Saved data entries
★ ★ ★ ★ ★ ★ ★

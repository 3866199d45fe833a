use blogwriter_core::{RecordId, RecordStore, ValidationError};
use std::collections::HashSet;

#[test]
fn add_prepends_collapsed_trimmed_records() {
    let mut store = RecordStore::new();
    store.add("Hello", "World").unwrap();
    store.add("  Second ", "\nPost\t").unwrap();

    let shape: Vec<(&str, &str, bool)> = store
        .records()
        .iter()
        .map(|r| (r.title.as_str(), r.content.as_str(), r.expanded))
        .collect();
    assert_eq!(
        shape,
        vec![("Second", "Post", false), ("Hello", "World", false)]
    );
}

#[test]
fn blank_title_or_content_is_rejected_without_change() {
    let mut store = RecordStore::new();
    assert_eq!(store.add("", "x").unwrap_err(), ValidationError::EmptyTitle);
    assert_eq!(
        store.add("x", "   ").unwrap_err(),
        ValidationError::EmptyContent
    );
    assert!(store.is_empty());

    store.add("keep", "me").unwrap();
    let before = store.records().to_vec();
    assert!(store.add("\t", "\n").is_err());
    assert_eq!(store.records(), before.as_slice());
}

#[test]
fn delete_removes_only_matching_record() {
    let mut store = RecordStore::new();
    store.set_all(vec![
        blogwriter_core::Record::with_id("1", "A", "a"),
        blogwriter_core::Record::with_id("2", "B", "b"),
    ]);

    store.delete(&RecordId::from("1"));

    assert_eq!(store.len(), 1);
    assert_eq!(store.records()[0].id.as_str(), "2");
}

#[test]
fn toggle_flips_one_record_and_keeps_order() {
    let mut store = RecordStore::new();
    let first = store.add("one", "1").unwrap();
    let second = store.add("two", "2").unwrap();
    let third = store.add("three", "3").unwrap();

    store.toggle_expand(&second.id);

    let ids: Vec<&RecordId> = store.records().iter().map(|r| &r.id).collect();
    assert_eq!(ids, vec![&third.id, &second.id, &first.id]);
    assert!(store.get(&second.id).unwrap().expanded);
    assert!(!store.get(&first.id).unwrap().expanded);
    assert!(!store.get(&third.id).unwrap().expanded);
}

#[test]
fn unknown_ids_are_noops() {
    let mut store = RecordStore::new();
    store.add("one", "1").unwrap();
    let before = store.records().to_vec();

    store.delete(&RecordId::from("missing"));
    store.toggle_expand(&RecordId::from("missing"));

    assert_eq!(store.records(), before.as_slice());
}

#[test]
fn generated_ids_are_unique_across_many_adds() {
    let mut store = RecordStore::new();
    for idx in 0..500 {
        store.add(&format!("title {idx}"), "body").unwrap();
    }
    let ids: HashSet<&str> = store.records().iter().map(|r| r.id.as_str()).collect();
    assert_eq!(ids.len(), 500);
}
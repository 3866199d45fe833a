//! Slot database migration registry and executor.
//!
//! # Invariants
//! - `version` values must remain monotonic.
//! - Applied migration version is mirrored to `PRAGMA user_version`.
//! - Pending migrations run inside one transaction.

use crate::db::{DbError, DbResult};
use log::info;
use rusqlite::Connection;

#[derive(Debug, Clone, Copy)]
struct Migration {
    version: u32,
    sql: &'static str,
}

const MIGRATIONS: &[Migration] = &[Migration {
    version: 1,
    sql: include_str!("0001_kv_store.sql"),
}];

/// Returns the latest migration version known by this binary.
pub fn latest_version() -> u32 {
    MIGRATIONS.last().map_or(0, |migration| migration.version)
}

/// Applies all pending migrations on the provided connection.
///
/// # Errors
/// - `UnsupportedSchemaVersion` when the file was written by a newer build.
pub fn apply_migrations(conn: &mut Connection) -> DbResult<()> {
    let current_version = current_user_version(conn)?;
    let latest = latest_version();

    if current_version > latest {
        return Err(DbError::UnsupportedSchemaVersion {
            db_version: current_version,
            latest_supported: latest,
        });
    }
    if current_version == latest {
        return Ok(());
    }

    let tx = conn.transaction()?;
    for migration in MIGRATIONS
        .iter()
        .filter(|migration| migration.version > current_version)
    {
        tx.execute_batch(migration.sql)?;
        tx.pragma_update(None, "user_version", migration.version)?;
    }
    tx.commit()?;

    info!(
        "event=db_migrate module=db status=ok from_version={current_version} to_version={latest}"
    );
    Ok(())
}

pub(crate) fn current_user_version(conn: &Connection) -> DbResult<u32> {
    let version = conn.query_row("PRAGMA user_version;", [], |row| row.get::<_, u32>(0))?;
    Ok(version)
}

★ ★ ★ ★ ★ ★ ★

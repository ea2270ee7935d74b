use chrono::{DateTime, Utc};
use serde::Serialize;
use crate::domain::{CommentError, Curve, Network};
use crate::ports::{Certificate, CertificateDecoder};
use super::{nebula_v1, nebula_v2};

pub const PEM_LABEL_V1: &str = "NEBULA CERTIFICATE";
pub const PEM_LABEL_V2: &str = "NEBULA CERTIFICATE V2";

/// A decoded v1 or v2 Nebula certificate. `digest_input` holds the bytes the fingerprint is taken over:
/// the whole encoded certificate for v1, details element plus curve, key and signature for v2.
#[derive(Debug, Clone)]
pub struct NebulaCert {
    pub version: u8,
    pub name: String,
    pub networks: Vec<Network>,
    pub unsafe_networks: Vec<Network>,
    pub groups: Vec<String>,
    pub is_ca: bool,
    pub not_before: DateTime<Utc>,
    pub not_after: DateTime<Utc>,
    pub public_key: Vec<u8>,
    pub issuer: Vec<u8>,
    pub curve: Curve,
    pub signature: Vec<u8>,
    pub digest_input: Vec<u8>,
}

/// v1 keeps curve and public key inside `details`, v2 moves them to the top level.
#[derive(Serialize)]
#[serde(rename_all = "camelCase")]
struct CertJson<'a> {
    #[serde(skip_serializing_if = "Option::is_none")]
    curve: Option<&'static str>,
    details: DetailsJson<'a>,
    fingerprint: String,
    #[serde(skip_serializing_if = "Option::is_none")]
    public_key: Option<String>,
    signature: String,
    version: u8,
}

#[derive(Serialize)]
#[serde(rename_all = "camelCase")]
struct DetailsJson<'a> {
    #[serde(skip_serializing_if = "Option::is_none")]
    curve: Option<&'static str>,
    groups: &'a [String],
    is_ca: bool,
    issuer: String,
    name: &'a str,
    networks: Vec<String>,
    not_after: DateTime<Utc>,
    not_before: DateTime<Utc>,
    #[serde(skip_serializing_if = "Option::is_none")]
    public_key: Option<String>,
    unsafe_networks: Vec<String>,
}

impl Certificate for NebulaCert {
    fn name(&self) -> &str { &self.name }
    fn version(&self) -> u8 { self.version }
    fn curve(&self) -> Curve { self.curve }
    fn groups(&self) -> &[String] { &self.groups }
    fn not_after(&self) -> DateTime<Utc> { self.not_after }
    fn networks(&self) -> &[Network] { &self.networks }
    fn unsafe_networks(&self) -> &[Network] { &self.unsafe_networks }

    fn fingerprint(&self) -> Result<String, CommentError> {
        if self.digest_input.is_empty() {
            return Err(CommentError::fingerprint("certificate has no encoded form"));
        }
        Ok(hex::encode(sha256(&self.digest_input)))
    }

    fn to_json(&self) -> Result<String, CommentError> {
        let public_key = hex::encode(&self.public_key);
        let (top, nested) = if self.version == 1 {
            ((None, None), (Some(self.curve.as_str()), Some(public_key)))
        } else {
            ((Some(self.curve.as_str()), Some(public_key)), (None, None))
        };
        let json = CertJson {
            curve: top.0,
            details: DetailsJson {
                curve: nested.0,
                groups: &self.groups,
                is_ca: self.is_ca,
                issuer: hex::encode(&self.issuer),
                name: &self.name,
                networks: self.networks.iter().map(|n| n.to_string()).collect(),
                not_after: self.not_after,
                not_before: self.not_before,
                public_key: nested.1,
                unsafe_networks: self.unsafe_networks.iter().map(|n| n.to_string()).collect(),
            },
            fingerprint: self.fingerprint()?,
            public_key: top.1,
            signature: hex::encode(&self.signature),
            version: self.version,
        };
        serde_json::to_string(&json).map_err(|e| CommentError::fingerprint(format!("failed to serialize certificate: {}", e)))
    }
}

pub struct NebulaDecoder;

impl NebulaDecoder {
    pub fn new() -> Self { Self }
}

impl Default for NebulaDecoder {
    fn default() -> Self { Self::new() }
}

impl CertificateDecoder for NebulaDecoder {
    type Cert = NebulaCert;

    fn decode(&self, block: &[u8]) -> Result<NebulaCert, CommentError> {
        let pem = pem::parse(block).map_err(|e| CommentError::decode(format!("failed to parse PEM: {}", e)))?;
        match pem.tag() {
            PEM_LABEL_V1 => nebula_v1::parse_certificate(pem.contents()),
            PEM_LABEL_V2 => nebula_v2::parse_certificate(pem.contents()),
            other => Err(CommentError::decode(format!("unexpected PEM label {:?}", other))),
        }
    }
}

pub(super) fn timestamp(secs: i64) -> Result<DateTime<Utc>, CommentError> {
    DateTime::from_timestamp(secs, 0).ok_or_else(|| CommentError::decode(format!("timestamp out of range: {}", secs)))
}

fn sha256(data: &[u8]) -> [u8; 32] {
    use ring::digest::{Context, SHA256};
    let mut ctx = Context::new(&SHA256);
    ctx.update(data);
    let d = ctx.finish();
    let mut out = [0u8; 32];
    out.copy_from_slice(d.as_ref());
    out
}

★ ★ ★ ★ ★ ★ ★

Report all lines in the records that include the string "ValidationError".

use blogwriter_core::{RecordId, RecordStore, ValidationError};
    assert_eq!(store.add("", "x").unwrap_err(), ValidationError::EmptyTitle);
        ValidationError::EmptyContent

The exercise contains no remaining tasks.